-- RECORDS FOR THIS TASK follows --

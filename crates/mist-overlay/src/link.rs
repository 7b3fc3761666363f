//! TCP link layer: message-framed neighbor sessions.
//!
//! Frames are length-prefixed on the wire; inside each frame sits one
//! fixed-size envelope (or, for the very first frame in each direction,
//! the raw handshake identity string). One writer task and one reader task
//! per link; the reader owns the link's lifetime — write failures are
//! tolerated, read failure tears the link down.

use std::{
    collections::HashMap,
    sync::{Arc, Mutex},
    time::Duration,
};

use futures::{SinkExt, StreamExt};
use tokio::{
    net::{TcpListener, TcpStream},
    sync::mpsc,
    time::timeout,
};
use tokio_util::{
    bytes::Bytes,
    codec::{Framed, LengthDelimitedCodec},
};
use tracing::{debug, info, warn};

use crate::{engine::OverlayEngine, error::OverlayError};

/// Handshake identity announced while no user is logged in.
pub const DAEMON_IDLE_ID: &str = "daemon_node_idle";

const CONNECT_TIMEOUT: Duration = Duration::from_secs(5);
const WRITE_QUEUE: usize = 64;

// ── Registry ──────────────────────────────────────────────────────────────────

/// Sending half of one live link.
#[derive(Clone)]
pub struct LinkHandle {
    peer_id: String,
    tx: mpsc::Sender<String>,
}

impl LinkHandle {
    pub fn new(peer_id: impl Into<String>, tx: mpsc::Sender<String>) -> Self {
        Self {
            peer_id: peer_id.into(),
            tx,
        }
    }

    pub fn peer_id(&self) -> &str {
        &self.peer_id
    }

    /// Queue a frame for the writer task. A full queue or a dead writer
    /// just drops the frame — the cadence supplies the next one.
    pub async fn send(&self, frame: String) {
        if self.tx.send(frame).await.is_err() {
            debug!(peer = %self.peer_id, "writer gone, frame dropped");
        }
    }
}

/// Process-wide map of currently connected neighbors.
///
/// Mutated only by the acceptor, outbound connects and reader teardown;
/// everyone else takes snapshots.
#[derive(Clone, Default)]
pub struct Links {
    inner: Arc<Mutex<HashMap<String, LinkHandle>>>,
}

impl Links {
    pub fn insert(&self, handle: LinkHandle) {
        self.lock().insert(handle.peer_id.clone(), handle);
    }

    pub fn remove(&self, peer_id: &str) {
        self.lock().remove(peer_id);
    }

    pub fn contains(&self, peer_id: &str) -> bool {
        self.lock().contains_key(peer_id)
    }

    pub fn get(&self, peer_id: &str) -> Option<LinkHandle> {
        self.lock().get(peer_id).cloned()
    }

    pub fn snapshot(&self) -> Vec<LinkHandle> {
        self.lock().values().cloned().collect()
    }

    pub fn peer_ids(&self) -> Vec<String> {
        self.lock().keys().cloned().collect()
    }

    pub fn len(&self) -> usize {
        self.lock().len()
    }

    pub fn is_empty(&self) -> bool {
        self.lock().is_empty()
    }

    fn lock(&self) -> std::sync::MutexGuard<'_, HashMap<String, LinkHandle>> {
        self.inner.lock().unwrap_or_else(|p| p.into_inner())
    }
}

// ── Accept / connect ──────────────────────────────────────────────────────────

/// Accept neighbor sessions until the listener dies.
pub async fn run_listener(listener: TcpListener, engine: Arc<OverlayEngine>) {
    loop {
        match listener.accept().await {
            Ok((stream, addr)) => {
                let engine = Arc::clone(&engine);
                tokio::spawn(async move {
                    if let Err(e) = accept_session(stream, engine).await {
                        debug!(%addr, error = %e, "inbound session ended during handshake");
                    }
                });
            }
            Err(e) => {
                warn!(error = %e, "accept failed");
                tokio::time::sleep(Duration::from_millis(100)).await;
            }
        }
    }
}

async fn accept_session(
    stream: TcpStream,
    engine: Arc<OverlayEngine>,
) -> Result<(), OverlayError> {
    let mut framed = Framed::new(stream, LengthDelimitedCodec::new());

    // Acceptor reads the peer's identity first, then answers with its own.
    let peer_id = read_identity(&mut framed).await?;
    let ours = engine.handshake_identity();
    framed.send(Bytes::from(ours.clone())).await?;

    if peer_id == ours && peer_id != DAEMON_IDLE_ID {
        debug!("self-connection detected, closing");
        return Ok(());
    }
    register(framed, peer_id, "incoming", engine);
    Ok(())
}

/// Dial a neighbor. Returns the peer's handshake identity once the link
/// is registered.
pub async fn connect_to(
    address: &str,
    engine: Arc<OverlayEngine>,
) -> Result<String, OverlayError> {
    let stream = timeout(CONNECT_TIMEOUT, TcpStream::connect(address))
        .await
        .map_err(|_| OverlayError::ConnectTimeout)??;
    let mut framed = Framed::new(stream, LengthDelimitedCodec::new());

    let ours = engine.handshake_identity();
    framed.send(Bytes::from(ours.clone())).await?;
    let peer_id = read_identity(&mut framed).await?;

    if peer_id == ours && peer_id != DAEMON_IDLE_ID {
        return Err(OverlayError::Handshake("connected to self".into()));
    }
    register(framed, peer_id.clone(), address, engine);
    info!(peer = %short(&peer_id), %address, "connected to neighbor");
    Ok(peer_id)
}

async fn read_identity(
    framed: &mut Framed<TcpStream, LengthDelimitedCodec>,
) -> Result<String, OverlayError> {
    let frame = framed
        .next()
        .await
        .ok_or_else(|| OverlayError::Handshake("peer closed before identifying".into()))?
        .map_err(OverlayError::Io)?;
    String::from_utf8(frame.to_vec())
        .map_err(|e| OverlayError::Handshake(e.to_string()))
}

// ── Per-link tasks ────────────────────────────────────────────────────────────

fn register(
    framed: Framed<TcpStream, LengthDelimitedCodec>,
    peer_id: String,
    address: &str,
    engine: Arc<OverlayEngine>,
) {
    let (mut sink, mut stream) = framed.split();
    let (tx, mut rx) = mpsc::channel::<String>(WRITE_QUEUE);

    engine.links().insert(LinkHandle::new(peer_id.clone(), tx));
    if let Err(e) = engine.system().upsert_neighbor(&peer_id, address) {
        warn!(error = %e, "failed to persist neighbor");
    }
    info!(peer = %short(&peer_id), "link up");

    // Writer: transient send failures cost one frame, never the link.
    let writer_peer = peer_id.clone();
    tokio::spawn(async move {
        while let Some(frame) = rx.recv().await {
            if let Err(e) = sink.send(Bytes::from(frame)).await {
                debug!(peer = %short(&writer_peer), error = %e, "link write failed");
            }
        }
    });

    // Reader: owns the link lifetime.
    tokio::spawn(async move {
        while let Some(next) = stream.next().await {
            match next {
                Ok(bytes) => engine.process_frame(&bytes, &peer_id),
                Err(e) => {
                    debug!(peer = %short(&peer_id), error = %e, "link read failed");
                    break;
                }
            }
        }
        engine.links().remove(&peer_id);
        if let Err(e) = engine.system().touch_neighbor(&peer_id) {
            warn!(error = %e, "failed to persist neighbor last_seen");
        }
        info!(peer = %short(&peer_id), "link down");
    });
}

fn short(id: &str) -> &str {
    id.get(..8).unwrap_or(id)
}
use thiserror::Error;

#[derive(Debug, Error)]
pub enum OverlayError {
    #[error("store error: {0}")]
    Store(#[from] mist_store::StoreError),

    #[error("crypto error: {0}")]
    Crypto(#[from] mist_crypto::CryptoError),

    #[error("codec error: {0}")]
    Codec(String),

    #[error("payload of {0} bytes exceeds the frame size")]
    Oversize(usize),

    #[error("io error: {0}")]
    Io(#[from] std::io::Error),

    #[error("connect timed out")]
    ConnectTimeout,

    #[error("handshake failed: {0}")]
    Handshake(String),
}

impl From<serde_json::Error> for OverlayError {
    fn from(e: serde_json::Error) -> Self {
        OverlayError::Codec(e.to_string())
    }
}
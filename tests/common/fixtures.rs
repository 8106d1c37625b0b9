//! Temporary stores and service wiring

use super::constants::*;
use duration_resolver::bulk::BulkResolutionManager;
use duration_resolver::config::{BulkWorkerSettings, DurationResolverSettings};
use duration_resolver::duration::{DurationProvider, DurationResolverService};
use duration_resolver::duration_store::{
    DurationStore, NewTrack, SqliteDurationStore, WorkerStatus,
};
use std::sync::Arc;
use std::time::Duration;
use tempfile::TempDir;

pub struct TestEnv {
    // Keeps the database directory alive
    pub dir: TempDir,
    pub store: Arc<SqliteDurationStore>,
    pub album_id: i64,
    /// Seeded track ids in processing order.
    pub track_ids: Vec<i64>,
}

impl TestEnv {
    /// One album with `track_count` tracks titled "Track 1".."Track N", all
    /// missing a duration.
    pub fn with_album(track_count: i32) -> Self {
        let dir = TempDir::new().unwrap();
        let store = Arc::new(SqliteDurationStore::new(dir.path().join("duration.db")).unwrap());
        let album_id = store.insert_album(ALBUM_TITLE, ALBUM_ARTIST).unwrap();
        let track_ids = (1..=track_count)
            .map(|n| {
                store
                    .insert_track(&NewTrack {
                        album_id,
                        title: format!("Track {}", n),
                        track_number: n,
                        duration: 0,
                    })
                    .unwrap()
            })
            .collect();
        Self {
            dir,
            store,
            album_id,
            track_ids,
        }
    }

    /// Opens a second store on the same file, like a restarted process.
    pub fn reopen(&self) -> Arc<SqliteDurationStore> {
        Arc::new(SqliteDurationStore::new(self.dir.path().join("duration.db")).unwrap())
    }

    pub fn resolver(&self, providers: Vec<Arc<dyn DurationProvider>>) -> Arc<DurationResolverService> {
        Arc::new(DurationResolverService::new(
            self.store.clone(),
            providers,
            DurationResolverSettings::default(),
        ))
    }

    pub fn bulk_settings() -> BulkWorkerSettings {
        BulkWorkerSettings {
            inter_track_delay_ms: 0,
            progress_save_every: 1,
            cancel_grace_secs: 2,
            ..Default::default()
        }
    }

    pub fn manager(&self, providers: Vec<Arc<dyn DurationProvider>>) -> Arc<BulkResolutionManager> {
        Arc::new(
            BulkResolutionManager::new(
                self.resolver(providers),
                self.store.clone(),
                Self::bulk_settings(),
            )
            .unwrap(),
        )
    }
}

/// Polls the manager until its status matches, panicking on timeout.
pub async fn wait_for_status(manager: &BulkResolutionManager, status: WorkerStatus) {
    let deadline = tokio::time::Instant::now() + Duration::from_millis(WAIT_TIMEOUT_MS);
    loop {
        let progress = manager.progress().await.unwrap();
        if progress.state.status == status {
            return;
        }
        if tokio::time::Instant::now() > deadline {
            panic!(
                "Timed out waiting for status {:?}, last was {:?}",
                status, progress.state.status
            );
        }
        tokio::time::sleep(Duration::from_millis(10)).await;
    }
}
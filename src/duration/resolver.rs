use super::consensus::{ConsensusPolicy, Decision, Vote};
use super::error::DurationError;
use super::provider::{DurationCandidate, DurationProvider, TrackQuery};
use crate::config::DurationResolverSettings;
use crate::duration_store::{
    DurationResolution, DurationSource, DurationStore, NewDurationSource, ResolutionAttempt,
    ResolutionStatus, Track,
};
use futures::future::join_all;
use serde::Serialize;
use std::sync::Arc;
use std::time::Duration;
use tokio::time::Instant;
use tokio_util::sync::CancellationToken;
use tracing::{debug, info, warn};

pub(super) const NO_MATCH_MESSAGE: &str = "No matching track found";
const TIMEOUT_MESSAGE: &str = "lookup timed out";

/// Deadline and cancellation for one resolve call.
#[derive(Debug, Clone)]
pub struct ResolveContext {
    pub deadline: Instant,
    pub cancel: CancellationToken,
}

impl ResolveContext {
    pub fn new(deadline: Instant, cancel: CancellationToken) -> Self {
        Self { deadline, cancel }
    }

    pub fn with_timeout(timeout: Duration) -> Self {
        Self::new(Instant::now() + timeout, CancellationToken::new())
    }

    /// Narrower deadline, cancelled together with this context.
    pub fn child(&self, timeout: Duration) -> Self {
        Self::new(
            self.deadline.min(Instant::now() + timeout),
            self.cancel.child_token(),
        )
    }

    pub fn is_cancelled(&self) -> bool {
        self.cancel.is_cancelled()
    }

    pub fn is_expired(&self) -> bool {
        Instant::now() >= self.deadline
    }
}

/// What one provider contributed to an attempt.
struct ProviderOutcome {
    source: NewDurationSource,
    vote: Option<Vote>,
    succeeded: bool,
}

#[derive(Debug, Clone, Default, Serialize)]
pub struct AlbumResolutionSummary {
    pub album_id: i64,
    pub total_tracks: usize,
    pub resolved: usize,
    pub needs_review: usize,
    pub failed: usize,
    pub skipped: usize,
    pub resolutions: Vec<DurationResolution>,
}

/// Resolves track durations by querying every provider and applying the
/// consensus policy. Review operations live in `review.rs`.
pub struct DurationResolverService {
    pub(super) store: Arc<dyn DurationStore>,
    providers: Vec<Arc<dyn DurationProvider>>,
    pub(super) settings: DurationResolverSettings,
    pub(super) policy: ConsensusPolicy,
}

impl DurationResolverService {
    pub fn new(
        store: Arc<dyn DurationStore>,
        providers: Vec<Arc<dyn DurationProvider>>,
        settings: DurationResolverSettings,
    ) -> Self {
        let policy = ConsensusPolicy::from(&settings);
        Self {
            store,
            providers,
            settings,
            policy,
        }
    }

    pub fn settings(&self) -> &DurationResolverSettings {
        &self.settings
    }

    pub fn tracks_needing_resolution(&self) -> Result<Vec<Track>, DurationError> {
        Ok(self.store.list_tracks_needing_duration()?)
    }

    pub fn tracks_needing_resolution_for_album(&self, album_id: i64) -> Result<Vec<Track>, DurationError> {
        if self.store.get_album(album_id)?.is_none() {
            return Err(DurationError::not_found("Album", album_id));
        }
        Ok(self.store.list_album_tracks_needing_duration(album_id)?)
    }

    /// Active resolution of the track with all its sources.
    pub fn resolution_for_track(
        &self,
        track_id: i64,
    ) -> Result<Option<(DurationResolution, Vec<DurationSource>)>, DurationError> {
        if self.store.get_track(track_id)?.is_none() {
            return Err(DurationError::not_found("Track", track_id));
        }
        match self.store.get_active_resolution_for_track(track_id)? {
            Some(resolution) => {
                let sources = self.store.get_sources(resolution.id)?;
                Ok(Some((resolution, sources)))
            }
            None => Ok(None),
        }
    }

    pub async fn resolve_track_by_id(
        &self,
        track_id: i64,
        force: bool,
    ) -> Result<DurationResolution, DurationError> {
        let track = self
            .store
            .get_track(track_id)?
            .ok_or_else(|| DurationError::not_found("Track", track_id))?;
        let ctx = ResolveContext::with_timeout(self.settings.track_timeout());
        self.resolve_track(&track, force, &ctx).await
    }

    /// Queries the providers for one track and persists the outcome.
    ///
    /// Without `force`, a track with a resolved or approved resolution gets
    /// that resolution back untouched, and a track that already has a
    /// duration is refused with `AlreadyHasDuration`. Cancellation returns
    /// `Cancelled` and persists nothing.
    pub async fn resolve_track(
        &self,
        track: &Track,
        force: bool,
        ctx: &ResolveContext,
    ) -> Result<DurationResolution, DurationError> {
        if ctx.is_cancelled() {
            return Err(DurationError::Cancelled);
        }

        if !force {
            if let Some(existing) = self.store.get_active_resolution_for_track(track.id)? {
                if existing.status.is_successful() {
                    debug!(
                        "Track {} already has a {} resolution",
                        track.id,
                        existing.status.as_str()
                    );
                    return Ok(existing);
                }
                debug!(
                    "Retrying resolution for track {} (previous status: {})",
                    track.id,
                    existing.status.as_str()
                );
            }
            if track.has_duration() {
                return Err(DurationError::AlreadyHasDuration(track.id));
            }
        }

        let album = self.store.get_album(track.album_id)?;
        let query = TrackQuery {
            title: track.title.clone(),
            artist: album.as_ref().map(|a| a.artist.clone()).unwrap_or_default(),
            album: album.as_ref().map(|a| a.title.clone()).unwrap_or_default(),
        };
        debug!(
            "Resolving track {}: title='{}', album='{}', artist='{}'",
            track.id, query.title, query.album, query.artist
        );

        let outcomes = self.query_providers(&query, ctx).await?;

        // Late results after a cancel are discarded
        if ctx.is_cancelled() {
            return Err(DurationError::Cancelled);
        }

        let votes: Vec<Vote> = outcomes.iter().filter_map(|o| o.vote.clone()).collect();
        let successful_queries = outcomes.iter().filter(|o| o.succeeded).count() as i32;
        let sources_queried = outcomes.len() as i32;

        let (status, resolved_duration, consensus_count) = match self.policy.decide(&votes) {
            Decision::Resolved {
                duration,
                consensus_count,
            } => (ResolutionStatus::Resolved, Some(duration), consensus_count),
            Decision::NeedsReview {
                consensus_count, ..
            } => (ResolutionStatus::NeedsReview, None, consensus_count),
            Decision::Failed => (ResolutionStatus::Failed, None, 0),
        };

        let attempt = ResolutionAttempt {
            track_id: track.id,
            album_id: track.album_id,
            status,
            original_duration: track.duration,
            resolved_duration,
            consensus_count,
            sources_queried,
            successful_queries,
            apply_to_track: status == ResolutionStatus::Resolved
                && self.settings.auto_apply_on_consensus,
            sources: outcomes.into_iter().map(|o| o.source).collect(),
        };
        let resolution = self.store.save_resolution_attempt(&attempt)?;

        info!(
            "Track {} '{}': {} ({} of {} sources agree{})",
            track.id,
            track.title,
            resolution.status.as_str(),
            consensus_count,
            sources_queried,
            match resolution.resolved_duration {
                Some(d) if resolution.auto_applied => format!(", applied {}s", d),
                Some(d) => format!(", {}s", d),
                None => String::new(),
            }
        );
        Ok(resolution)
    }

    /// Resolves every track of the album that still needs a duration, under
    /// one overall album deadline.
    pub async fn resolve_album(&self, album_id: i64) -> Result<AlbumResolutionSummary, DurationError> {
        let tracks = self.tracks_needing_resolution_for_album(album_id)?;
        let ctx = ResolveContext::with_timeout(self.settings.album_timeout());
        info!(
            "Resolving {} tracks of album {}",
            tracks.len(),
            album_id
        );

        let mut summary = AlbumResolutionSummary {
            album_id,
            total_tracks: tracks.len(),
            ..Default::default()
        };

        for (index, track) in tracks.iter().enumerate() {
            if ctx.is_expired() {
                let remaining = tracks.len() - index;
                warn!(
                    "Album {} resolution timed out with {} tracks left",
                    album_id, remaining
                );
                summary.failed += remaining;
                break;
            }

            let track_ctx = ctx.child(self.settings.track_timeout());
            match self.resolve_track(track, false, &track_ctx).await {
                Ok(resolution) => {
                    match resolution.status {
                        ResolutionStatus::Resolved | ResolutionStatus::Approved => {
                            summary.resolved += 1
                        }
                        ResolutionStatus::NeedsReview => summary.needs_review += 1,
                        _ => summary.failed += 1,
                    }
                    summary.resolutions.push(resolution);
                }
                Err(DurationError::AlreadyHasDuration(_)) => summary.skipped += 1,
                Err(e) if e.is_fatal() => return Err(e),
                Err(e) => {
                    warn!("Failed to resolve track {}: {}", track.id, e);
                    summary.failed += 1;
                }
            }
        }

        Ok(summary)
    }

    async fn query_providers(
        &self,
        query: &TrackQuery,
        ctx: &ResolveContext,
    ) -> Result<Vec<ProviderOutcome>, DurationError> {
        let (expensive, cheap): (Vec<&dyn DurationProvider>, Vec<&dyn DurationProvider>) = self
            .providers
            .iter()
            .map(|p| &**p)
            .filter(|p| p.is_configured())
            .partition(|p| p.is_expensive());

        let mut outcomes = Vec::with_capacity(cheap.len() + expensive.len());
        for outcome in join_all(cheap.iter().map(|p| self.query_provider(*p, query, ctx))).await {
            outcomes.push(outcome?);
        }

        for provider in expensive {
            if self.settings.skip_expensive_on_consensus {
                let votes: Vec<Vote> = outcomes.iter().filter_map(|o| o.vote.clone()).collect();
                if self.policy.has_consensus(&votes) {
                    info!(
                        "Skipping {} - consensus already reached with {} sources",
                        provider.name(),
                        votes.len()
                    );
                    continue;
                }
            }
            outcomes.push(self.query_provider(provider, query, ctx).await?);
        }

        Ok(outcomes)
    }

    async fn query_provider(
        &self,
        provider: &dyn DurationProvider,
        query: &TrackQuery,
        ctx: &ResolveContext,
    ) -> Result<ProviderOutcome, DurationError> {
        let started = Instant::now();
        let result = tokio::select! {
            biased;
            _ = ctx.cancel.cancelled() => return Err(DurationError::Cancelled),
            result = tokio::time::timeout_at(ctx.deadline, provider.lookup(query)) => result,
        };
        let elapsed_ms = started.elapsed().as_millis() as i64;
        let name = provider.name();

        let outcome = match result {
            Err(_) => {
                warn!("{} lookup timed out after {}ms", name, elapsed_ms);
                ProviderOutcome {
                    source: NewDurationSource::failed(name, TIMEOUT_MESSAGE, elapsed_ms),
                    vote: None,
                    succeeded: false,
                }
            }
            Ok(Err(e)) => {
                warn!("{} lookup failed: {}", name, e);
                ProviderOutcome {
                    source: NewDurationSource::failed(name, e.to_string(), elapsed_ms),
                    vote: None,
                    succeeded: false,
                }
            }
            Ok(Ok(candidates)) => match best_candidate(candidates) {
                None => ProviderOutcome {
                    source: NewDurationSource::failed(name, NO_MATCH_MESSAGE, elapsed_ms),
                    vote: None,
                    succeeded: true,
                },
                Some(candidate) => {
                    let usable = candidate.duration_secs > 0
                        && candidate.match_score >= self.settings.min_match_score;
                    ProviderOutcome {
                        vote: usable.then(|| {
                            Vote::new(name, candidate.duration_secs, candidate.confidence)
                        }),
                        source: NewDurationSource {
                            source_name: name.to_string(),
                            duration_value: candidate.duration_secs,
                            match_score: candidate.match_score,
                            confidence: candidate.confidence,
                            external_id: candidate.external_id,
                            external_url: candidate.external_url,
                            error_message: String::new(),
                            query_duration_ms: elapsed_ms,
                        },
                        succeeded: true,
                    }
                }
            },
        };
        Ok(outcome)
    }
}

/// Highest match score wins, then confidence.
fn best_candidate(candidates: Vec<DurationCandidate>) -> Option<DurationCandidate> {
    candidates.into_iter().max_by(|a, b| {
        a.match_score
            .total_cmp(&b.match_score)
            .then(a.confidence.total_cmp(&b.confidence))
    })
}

-- RECORDS FOR THIS TASK concluded --

Please show the lines of the material that contain the string "force".

> RESPONSE BOX
        force: bool,
        self.resolve_track(&track, force, &ctx).await
    /// Without `force`, a track with a resolved or approved resolution gets
        force: bool,
        if !force {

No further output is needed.